* **Exercise description**
Wherever a line in the material contains the word "TrackerError", copy that line.

* **Extracted material**
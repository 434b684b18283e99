// ABOUTME: Declarative tool descriptors, the registry that executes them, and ToolOutcome.
// ABOUTME: Handoff and consultation are closed enum variants, not string prefixes.

use std::collections::HashMap;
use std::sync::Arc;

use serde_json::{Value, json};

use storyforge_core::config::AgentConfig;

/// Parameter types a tool can declare. Each maps to one JSON Schema type.
#[derive(Debug, Clone, Copy, PartialEq, Eq)]
pub enum ParamKind {
    Text,
    Integer,
    Real,
    Boolean,
    Sequence,
    Mapping,
    Null,
}

impl ParamKind {
    /// JSON Schema type name for this kind.
    pub fn json_type(&self) -> &'static str {
        match self {
            ParamKind::Text => "string",
            ParamKind::Integer => "integer",
            ParamKind::Real => "number",
            ParamKind::Boolean => "boolean",
            ParamKind::Sequence => "array",
            ParamKind::Mapping => "object",
            ParamKind::Null => "null",
        }
    }
}

/// One declared tool parameter.
#[derive(Debug, Clone)]
pub struct ToolParam {
    pub name: String,
    pub kind: ParamKind,
    pub required: bool,
}

/// Declarative description of a callable tool, populated at registration
/// time. Replaces per-call reflection over the callable.
#[derive(Debug, Clone)]
pub struct ToolDescriptor {
    pub name: String,
    pub description: String,
    pub params: Vec<ToolParam>,
}

impl ToolDescriptor {
    pub fn new(name: impl Into<String>, description: impl Into<String>) -> Self {
        Self {
            name: name.into(),
            description: description.into(),
            params: Vec::new(),
        }
    }

    /// Add a required parameter.
    pub fn param(mut self, name: impl Into<String>, kind: ParamKind) -> Self {
        self.params.push(ToolParam {
            name: name.into(),
            kind,
            required: true,
        });
        self
    }

    /// Add an optional parameter.
    pub fn optional_param(mut self, name: impl Into<String>, kind: ParamKind) -> Self {
        self.params.push(ToolParam {
            name: name.into(),
            kind,
            required: false,
        });
        self
    }

    /// Render the invocation schema sent to the completion service.
    pub fn schema(&self) -> Value {
        let mut properties = serde_json::Map::new();
        let mut required = Vec::new();
        for param in &self.params {
            properties.insert(
                param.name.clone(),
                json!({ "type": param.kind.json_type() }),
            );
            if param.required {
                required.push(Value::String(param.name.clone()));
            }
        }
        json!({
            "name": self.name,
            "description": self.description,
            "parameters": {
                "type": "object",
                "properties": properties,
                "required": required,
            }
        })
    }
}

/// Result of executing a tool. Handoff and consultation are first-class
/// variants so the orchestrator switches on a closed type.
#[derive(Debug, Clone, PartialEq, Eq)]
pub enum ToolOutcome {
    /// Opaque result text, surfaced into the transcript.
    Text(String),
    /// Transfer primary control to the named agent.
    Handoff(String),
    /// Ask the named agent a side question without transferring control.
    Consultation { agent: String, question: String },
}

impl ToolOutcome {
    /// Interpret the legacy wire forms `HANDOFF:<agent>` and
    /// `CONSULTATION:<agent>:<question>`; anything else is opaque text.
    pub fn from_text(text: &str) -> ToolOutcome {
        if let Some(agent) = text.strip_prefix("HANDOFF:") {
            return ToolOutcome::Handoff(agent.trim().to_string());
        }
        if let Some(rest) = text.strip_prefix("CONSULTATION:") {
            if let Some((agent, question)) = rest.split_once(':') {
                return ToolOutcome::Consultation {
                    agent: agent.trim().to_string(),
                    question: question.trim().to_string(),
                };
            }
        }
        ToolOutcome::Text(text.to_string())
    }
}

/// Errors from tool execution. An unregistered name is fatal to the turn.
#[derive(Debug, thiserror::Error)]
pub enum ToolError {
    #[error("tool '{0}' is not registered")]
    NotFound(String),

    #[error("invalid arguments for tool '{tool}': {message}")]
    InvalidArguments { tool: String, message: String },
}

type ToolHandler = Arc<dyn Fn(&Value) -> Result<ToolOutcome, ToolError> + Send + Sync>;

struct RegisteredTool {
    descriptor: ToolDescriptor,
    handler: ToolHandler,
}

/// Maps tool names to descriptors and handlers, preserving registration order.
#[derive(Default)]
pub struct ToolRegistry {
    tools: HashMap<String, RegisteredTool>,
    order: Vec<String>,
}

impl ToolRegistry {
    pub fn new() -> Self {
        Self::default()
    }

    /// Register a tool. A re-registered name replaces the previous entry but
    /// keeps its original position.
    pub fn register<F>(&mut self, descriptor: ToolDescriptor, handler: F)
    where
        F: Fn(&Value) -> Result<ToolOutcome, ToolError> + Send + Sync + 'static,
    {
        let name = descriptor.name.clone();
        if !self.tools.contains_key(&name) {
            self.order.push(name.clone());
        }
        self.tools.insert(
            name,
            RegisteredTool {
                descriptor,
                handler: Arc::new(handler),
            },
        );
    }

    pub fn contains(&self, name: &str) -> bool {
        self.tools.contains_key(name)
    }

    /// Registered tool names in registration order.
    pub fn names(&self) -> Vec<&str> {
        self.order.iter().map(String::as_str).collect()
    }

    /// Execute the named tool. Unknown names fail loudly.
    pub fn execute(&self, name: &str, arguments: &Value) -> Result<ToolOutcome, ToolError> {
        let tool = self
            .tools
            .get(name)
            .ok_or_else(|| ToolError::NotFound(name.to_string()))?;
        (tool.handler)(arguments)
    }

    /// Schemas for exactly the named subset, in the given order. Names not
    /// present in the registry are skipped with a warning.
    pub fn schemas_for(&self, names: &[String]) -> Vec<Value> {
        names
            .iter()
            .filter_map(|name| match self.tools.get(name) {
                Some(tool) => Some(tool.descriptor.schema()),
                None => {
                    tracing::warn!(tool = %name, "agent references unregistered tool, skipping");
                    None
                }
            })
            .collect()
    }
}

fn required_text_arg(arguments: &Value, tool: &str, name: &str) -> Result<String, ToolError> {
    arguments
        .get(name)
        .and_then(|v| v.as_str())
        .map(String::from)
        .ok_or_else(|| ToolError::InvalidArguments {
            tool: tool.to_string(),
            message: format!("missing required string argument '{name}'"),
        })
}

/// Registry-name slug for a roster member: the name minus any trailing
/// " Agent", lowercased, spaces replaced with underscores.
pub fn transfer_tool_name(agent_name: &str) -> String {
    let base = agent_name.strip_suffix(" Agent").unwrap_or(agent_name);
    let slug: String = base
        .chars()
        .map(|c| {
            if c.is_ascii_alphanumeric() {
                c.to_ascii_lowercase()
            } else {
                '_'
            }
        })
        .collect();
    format!("transfer_to_{slug}")
}

/// Build the standard registry for a roster: one transfer tool per member,
/// the domain lookup, and the peer consultation tool.
pub fn builtin_registry(roster: &[AgentConfig]) -> ToolRegistry {
    let mut registry = ToolRegistry::new();

    registry.register(
        ToolDescriptor::new(
            "look_up_item",
            "Look up a domain item by its identifier and return its details.",
        )
        .param("item_id", ParamKind::Text),
        |arguments| {
            let item_id = required_text_arg(arguments, "look_up_item", "item_id")?;
            Ok(ToolOutcome::Text(format!("Item {item_id} details: ...")))
        },
    );

    for agent in roster {
        let target = agent.name.clone();
        let tool_name = transfer_tool_name(&target);
        registry.register(
            ToolDescriptor::new(
                tool_name,
                format!("Transfer the conversation to the {target}."),
            ),
            move |_arguments| Ok(ToolOutcome::Handoff(target.clone())),
        );
    }

    registry.register(
        ToolDescriptor::new(
            "consult_agent",
            "Ask another specialist a question without transferring the conversation.",
        )
        .param("agent_name", ParamKind::Text)
        .param("question", ParamKind::Text),
        |arguments| {
            let agent = required_text_arg(arguments, "consult_agent", "agent_name")?;
            let question = required_text_arg(arguments, "consult_agent", "question")?;
            Ok(ToolOutcome::Consultation { agent, question })
        },
    );

    registry
}
// ABOUTME: Orchestration engine for storyforge: completion client, tool registry,
// ABOUTME: agent turn execution, and the Swarm refinement loop.

pub mod agent;
pub mod client;
pub mod swarm;
pub mod testing;
pub mod tools;

pub use agent::{Agent, ControlSignal, TurnError, TurnResult};
pub use client::{
    CompletionClient, CompletionError, CompletionRequest, CompletionResponse, OpenAiClient,
    ToolInvocation, create_completion_client,
};
pub use swarm::{CancelFlag, Swarm, SwarmError, SwarmResponse};
pub use tools::{ParamKind, ToolDescriptor, ToolError, ToolOutcome, ToolParam, ToolRegistry};
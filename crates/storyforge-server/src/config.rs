// ABOUTME: Configuration loading and validation for the storyforge server.
// ABOUTME: Reads STORYFORGE_* environment variables and fails fast on invalid values.

use std::net::SocketAddr;

use thiserror::Error;

use storyforge_core::config::RunConfig;

/// Errors that can occur during configuration loading.
#[derive(Debug, Error)]
pub enum ConfigError {
    #[error("STORYFORGE_BIND is not a valid socket address: {0}")]
    InvalidBind(String),

    #[error("STORYFORGE_QUALITY_THRESHOLD must be a number in [0, 1]: {0}")]
    InvalidThreshold(String),

    #[error("STORYFORGE_MAX_CLARIFICATION_ROUNDS must be a non-negative integer: {0}")]
    InvalidRounds(String),
}

/// Server configuration loaded from environment variables.
#[derive(Debug, Clone)]
pub struct ServerConfig {
    pub bind: SocketAddr,
    pub provider: String,
    pub model: Option<String>,
    pub quality_threshold: f64,
    pub max_clarification_rounds: u32,
}

impl ServerConfig {
    /// Load configuration from environment variables with sensible defaults.
    ///
    /// Environment variables:
    /// - STORYFORGE_BIND: socket address to bind (default: 127.0.0.1:8460)
    /// - STORYFORGE_PROVIDER: completion provider (default: openai)
    /// - STORYFORGE_MODEL: model identifier (optional; provider default applies)
    /// - STORYFORGE_QUALITY_THRESHOLD: refinement quality bar (default: 0.8)
    /// - STORYFORGE_MAX_CLARIFICATION_ROUNDS: refinement round cap (default: 3)
    pub fn from_env() -> Result<Self, ConfigError> {
        let defaults = RunConfig::default();

        let bind_str =
            std::env::var("STORYFORGE_BIND").unwrap_or_else(|_| "127.0.0.1:8460".to_string());
        let bind: SocketAddr = bind_str
            .parse()
            .map_err(|_| ConfigError::InvalidBind(bind_str))?;

        let provider =
            std::env::var("STORYFORGE_PROVIDER").unwrap_or_else(|_| "openai".to_string());

        let model = std::env::var("STORYFORGE_MODEL").ok().filter(|m| !m.is_empty());

        let quality_threshold = match std::env::var("STORYFORGE_QUALITY_THRESHOLD") {
            Ok(raw) => raw
                .parse::<f64>()
                .ok()
                .filter(|t| (0.0..=1.0).contains(t))
                .ok_or(ConfigError::InvalidThreshold(raw))?,
            Err(_) => defaults.quality_threshold,
        };

        let max_clarification_rounds = match std::env::var("STORYFORGE_MAX_CLARIFICATION_ROUNDS") {
            Ok(raw) => raw
                .parse::<u32>()
                .map_err(|_| ConfigError::InvalidRounds(raw))?,
            Err(_) => defaults.max_clarification_rounds,
        };

        Ok(Self {
            bind,
            provider,
            model,
            quality_threshold,
            max_clarification_rounds,
        })
    }

    /// The per-run knobs derived from this server configuration.
    pub fn run_config(&self) -> RunConfig {
        RunConfig {
            max_clarification_rounds: self.max_clarification_rounds,
            quality_threshold: self.quality_threshold,
        }
    }
}
// ABOUTME: Handlers driving the background batch optimization over the issue tracker.
// ABOUTME: Walks epics to stories to sub-tasks, optimizing and updating each description.

use std::sync::Arc;

use axum::Json;
use axum::extract::State;
use axum::http::StatusCode;
use axum::response::IntoResponse;

use storyforge_agent::swarm::SwarmError;
use storyforge_tracker::{Issue, TrackerClient, TrackerError};

use crate::app_state::{BatchState, BatchStatus, SharedState};

#[derive(Debug, thiserror::Error)]
enum BatchError {
    #[error(transparent)]
    Tracker(#[from] TrackerError),

    #[error(transparent)]
    Swarm(#[from] SwarmError),
}

struct WorkItem {
    subtask: Issue,
    epic_description: String,
    story_description: String,
}

/// POST /api/tracker/optimize - Start the batch run in the background.
pub async fn start_batch(State(state): State<SharedState>) -> impl IntoResponse {
    let Some(tracker) = state.tracker.clone() else {
        return (
            StatusCode::SERVICE_UNAVAILABLE,
            Json(serde_json::json!({ "error": "issue tracker is not configured" })),
        )
            .into_response();
    };

    {
        let mut status = state.batch_status.write().await;
        if status.status == BatchState::Processing {
            return (
                StatusCode::CONFLICT,
                Json(serde_json::json!({ "error": "a batch run is already processing" })),
            )
                .into_response();
        }
        *status = BatchStatus {
            total_stories: 0,
            processed_stories: 0,
            status: BatchState::Processing,
        };
    }

    state.batch_cancel.reset();
    tokio::spawn(run_batch(Arc::clone(&state), tracker));

    Json(serde_json::json!({
        "message": "tracker optimization started in the background"
    }))
    .into_response()
}

/// POST /api/tracker/stop - Ask the running batch to stop cooperatively.
pub async fn stop_batch(State(state): State<SharedState>) -> impl IntoResponse {
    state.batch_cancel.cancel();
    Json(serde_json::json!({ "message": "stop signal sent" }))
}

/// GET /api/tracker/status - Progress of the current or last batch run.
pub async fn batch_status(State(state): State<SharedState>) -> impl IntoResponse {
    Json(state.batch_status.read().await.clone())
}

async fn run_batch(state: SharedState, tracker: Arc<TrackerClient>) {
    let outcome = process_all(&state, &tracker).await;
    let mut status = state.batch_status.write().await;
    status.status = match outcome {
        Ok(true) => {
            tracing::info!(processed = status.processed_stories, "batch run completed");
            BatchState::Completed
        }
        Ok(false) => {
            tracing::info!(processed = status.processed_stories, "batch run stopped by caller");
            BatchState::Stopped
        }
        Err(e) => {
            tracing::error!(error = %e, "batch run failed");
            BatchState::Failed
        }
    };
}

/// Walk the tracker hierarchy and optimize every sub-task description.
/// Returns Ok(true) when the whole batch finished, Ok(false) when stopped.
async fn process_all(
    state: &SharedState,
    tracker: &TrackerClient,
) -> Result<bool, BatchError> {
    let mut work = Vec::new();
    for epic in tracker.fetch_epics().await? {
        for story in tracker.fetch_stories(&epic.key).await? {
            for subtask in tracker.fetch_subtasks(&story.key).await? {
                work.push(WorkItem {
                    subtask,
                    epic_description: epic.description.clone(),
                    story_description: story.description.clone(),
                });
            }
        }
    }
    state.batch_status.write().await.total_stories = work.len();
    tracing::info!(total = work.len(), "collected sub-tasks for batch optimization");

    for item in work {
        if state.batch_cancel.is_cancelled() {
            return Ok(false);
        }

        if item.subtask.description.trim().is_empty() {
            tracing::debug!(issue = %item.subtask.key, "skipping sub-task without description");
            state.batch_status.write().await.processed_stories += 1;
            continue;
        }

        let result = state
            .swarm
            .optimize(
                &item.subtask.description,
                Some(&item.epic_description),
                Some(&item.story_description),
                state.run_config,
                &state.batch_cancel,
            )
            .await;

        match result {
            Ok(response) => {
                tracker
                    .update_issue(&item.subtask.key, &response.optimized)
                    .await?;
            }
            Err(SwarmError::Cancelled) => return Ok(false),
            Err(e) => return Err(e.into()),
        }

        state.batch_status.write().await.processed_stories += 1;
    }

    Ok(true)
}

* **Written response**
use storyforge_tracker::{Issue, TrackerClient, TrackerError};
    Tracker(#[from] TrackerError),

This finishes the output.